The history of the Wonder Boy franchise is complex and hard to explain, but in simple terms Sega own the copyright to the Wonder Boy character and Westone (the original programmers) hold the rights to the code. Hence the fact that Hudson worked with Westone to produce their own version of the Wonder Boy series in the form of Adventure Island - the main character is different but the game is essentially identical.

On a side note, Wonderboy in Monsterland was also converted to the PC Engine as 'Bikkuriman World'. Anyway, history lesson over, on with the review…

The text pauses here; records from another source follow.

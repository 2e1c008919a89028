//! Tree model for HL7 v2.x messages.
//!
//! A segment holds fields, a field holds components or repetitions, a
//! component holds subcomponents. Every node shares the [`SharedEncoding`]
//! of its tree and implements [`Element`].
//!
//! ```
//! use hl7_ast::{Element, Segment};
//! use hl7_codec::{shared, Encoding};
//!
//! let enc = shared(Encoding::default());
//! let pid = Segment::parse("PID|1||123^^^H~456||Doe^Jane", &enc, 1).unwrap();
//! assert_eq!(pid.field(3).unwrap().repetition_count(), 2);
//! assert_eq!(pid.field(5).unwrap().component(2).unwrap().value(), "Jane");
//! ```

pub mod component;
pub mod element;
pub mod field;
pub mod segment;
pub mod sequence;
pub mod subcomponent;
pub mod trim;

// Re-export commonly used types
pub use component::Component;
pub use element::Element;
pub use field::{DelimiterKind, Field, FieldContent};
pub use hl7_codec::SharedEncoding;
pub use segment::{
    is_header_name, is_valid_segment_name, Segment, HEADER_SEGMENTS, MESSAGE_HEADER,
};
pub use sequence::{ensure_position, Placement};
pub use subcomponent::SubComponent;
pub use trim::TrimOptions;

/// Serializes a tree node to a pretty-printed JSON string.
///
/// The shared encoding is not part of the output.
#[cfg(feature = "serde")]
pub fn to_json<T: serde::Serialize>(value: &T) -> Result<String, serde_json::Error> {
    serde_json::to_string_pretty(value)
}
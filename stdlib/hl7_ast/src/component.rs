use std::rc::Rc;

use hl7_codec::{Hl7Result, SharedEncoding};

use crate::element::{raw_or_null, Element};
use crate::sequence::{ensure_position, place, Placement};
use crate::subcomponent::SubComponent;
use crate::trim::{trim_trailing, TrimOptions};

/// An ordered sequence of subcomponents, split on the subcomponent
/// delimiter. Always holds at least one subcomponent.
#[derive(Debug, Clone, PartialEq)]
#[cfg_attr(feature = "serde", derive(serde::Serialize))]
pub struct Component {
    subcomponents: Vec<SubComponent>,
    #[cfg_attr(feature = "serde", serde(skip))]
    encoding: SharedEncoding,
}

impl Component {
    /// Creates an empty component.
    pub fn new(encoding: &SharedEncoding) -> Self {
        Self {
            subcomponents: vec![SubComponent::empty(encoding)],
            encoding: Rc::clone(encoding),
        }
    }

    /// Creates a component by splitting `raw` on the subcomponent delimiter.
    pub fn parse(raw: &str, encoding: &SharedEncoding) -> Self {
        let mut component = Self::new(encoding);
        component.split(raw);
        component
    }

    fn split(&mut self, raw: &str) {
        let delimiter = self.encoding.borrow().subcomponent;
        self.subcomponents = raw
            .split(delimiter)
            .map(|part| SubComponent::new(part, &self.encoding))
            .collect();
    }

    /// All subcomponents in order.
    pub fn subcomponents(&self) -> &[SubComponent] {
        &self.subcomponents
    }

    /// The subcomponent at 1-based `position`, if it exists.
    pub fn subcomponent(&self, position: usize) -> Option<&SubComponent> {
        position
            .checked_sub(1)
            .and_then(|index| self.subcomponents.get(index))
    }

    /// Mutable access to the subcomponent at 1-based `position`.
    pub fn subcomponent_mut(&mut self, position: usize) -> Option<&mut SubComponent> {
        position
            .checked_sub(1)
            .and_then(|index| self.subcomponents.get_mut(index))
    }

    /// Number of subcomponents.
    pub fn subcomponent_count(&self) -> usize {
        self.subcomponents.len()
    }

    /// Whether more than one subcomponent is present.
    pub fn is_subcomponentized(&self) -> bool {
        self.subcomponents.len() > 1
    }

    /// Returns the subcomponent at `position`, creating it and any gap
    /// before it.
    pub fn ensure_subcomponent(&mut self, position: usize) -> Hl7Result<&mut SubComponent> {
        let encoding = Rc::clone(&self.encoding);
        ensure_position(&mut self.subcomponents, position, "subcomponent", || {
            SubComponent::empty(&encoding)
        })
    }

    /// Inserts `subcomponent` according to `placement`.
    pub fn add_new_subcomponent(
        &mut self,
        mut subcomponent: SubComponent,
        placement: Placement,
    ) -> Hl7Result<()> {
        subcomponent.rebind(&self.encoding);
        let encoding = Rc::clone(&self.encoding);
        place(
            &mut self.subcomponents,
            subcomponent,
            placement,
            "subcomponent",
            || SubComponent::empty(&encoding),
        )
    }

    /// Drops trailing empty subcomponents when enabled in `options`.
    pub fn remove_trailing(&mut self, options: TrimOptions) {
        if options.subcomponents {
            trim_trailing(&mut self.subcomponents, 1);
        }
    }
}

impl Element for Component {
    fn encoding(&self) -> &SharedEncoding {
        &self.encoding
    }

    fn value(&self) -> String {
        self.serialize()
    }

    fn set_value(&mut self, value: Option<&str>) -> Hl7Result<()> {
        let raw = raw_or_null(value, &self.encoding);
        self.split(&raw);
        Ok(())
    }

    fn serialize(&self) -> String {
        let delimiter = self.encoding.borrow().subcomponent.to_string();
        self.subcomponents
            .iter()
            .map(Element::serialize)
            .collect::<Vec<_>>()
            .join(&delimiter)
    }

    fn rebind(&mut self, encoding: &SharedEncoding) {
        self.encoding = Rc::clone(encoding);
        for subcomponent in &mut self.subcomponents {
            subcomponent.rebind(encoding);
        }
    }
}

#[cfg(test)]
mod tests {
    use super::*;
    use hl7_codec::{shared, Encoding};
    use pretty_assertions::assert_eq;

    #[test]
    fn split_without_delimiter_yields_one_part() {
        let enc = shared(Encoding::default());
        let c = Component::parse("plain", &enc);
        assert_eq!(c.subcomponent_count(), 1);
        assert!(!c.is_subcomponentized());
        assert_eq!(c.serialize(), "plain");
    }

    #[test]
    fn split_and_join_mirror() {
        let enc = shared(Encoding::default());
        let c = Component::parse("a&&b", &enc);
        assert_eq!(c.subcomponent_count(), 3);
        assert!(c.is_subcomponentized());
        assert_eq!(c.subcomponent(3).map(SubComponent::raw), Some("b"));
        assert!(c.subcomponent(0).is_none());
        assert!(c.subcomponent(4).is_none());
        assert_eq!(c.serialize(), "a&&b");
    }

    #[test]
    fn ensure_subcomponent_fills_gaps() {
        let enc = shared(Encoding::default());
        let mut c = Component::parse("a", &enc);
        c.ensure_subcomponent(3).unwrap().set_value(Some("c")).unwrap();
        assert_eq!(c.serialize(), "a&&c");
        assert!(c.ensure_subcomponent(0).is_err());
    }

    #[test]
    fn add_new_subcomponent_rebinds_to_parent_encoding() {
        let enc = shared(Encoding::default());
        let other = shared(Encoding::new('#', '$', '*', '!', '@').unwrap());
        let mut c = Component::parse("a", &enc);
        c.add_new_subcomponent(SubComponent::new("z", &other), Placement::Append)
            .unwrap();
        assert!(Rc::ptr_eq(c.subcomponent(2).unwrap().encoding(), &enc));
        assert_eq!(c.serialize(), "a&z");
    }

    #[test]
    fn trailing_subcomponents_trim_to_one() {
        let enc = shared(Encoding::default());
        let mut c = Component::parse("a&b&&", &enc);
        c.remove_trailing(TrimOptions::default());
        assert_eq!(c.serialize(), "a&b");

        let mut all_empty = Component::parse("&&", &enc);
        all_empty.remove_trailing(TrimOptions::default());
        assert_eq!(all_empty.subcomponent_count(), 1);
        assert!(!all_empty.is_subcomponentized());
    }
}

Dragon's Curse Review - Screenshot 2 of 2

Dragon's Curse plays very much Zelda 2 on the NES - it's a side-scrolling platform affair with slight RPG elements. The 'hook' of the game is the ability to change into several different forms - ranging from a fire-breathing dragon to a tiny mouse (ideal for getting into small openings). The game world is fairly open-ended, and there are no 'levels' as such. Each enemy defeated yields cash, which can be exchanged for various useful items to aid your quest.

That's pretty much it. There's not a great deal to Dragon's Curse but the execution is near-faultless. The level design is genius and makes excellent use of the shape-shifting concept, laying down a template that would later be emulated to a degree by Nintendo's Super Metroid and Konami's Castlevania: Symphony of the Night.

The graphics are bold and colourful and this version has one massive advantage over the Master System original - there's no sprite flicker! The music is jolly enough and the sound effects are passable, if a little weak. The only other minor problem is annoying re-spawning enemies, but you do so much back-tracking that the game would be pretty empty if the enemies didn't reappear, and they also provide a vital source of funds.


All in all, this is a classic that has dulled ever so slightly over time - the aforementioned Metroid and SotN do this kind of thing on a much grander scale - but it is still most definitely worthy of your attention.